Saved entries
■ ■ ■

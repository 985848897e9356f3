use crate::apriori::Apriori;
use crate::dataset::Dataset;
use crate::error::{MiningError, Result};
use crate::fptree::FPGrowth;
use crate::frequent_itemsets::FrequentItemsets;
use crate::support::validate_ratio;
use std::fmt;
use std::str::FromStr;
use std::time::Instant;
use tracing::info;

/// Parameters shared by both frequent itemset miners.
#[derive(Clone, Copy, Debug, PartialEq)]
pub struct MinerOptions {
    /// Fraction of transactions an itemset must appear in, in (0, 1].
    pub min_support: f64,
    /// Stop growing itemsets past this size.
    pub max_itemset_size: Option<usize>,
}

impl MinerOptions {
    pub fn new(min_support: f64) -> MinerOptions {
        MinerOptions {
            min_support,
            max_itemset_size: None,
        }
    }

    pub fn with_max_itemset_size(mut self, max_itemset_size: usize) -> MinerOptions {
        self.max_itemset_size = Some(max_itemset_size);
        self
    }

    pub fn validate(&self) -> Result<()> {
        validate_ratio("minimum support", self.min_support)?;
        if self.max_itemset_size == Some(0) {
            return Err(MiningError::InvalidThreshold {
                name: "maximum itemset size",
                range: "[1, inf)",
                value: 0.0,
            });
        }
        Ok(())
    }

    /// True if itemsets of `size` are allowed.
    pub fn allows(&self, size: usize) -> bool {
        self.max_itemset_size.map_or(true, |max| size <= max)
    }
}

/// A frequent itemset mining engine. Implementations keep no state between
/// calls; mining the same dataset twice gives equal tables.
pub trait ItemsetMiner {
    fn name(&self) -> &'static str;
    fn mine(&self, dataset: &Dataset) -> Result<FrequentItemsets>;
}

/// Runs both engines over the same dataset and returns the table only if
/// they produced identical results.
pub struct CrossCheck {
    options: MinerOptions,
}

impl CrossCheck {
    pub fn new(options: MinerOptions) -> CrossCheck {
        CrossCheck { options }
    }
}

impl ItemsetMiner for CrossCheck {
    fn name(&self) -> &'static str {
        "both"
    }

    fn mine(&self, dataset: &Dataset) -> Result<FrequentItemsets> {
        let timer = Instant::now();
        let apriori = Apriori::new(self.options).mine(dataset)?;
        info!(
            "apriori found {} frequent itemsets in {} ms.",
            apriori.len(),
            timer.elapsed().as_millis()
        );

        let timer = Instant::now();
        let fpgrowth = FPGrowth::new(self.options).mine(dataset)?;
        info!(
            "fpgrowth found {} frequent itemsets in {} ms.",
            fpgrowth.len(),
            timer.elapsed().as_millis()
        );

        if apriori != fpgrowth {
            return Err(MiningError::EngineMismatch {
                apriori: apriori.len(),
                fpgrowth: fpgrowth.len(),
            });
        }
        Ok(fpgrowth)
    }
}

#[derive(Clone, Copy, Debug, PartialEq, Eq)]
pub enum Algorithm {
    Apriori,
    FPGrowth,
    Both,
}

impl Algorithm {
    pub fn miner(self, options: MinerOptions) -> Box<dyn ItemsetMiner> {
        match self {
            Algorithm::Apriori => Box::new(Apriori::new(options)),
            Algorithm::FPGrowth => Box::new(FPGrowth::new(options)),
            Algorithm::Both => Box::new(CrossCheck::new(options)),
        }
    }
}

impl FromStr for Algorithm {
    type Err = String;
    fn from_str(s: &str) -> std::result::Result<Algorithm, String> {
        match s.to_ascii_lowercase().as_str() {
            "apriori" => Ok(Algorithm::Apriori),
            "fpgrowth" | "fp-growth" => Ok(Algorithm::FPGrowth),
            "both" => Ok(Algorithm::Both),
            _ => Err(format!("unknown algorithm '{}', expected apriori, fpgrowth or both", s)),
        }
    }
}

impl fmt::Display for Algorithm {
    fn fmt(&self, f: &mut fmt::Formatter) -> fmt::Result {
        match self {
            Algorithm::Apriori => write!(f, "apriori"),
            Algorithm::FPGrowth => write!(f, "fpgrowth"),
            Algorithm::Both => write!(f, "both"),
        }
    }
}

■ ■ ■

**Problem requirements**
Of all the lines in the records, how many have the word "PartialEq"? Write only the number.

**Response box**
2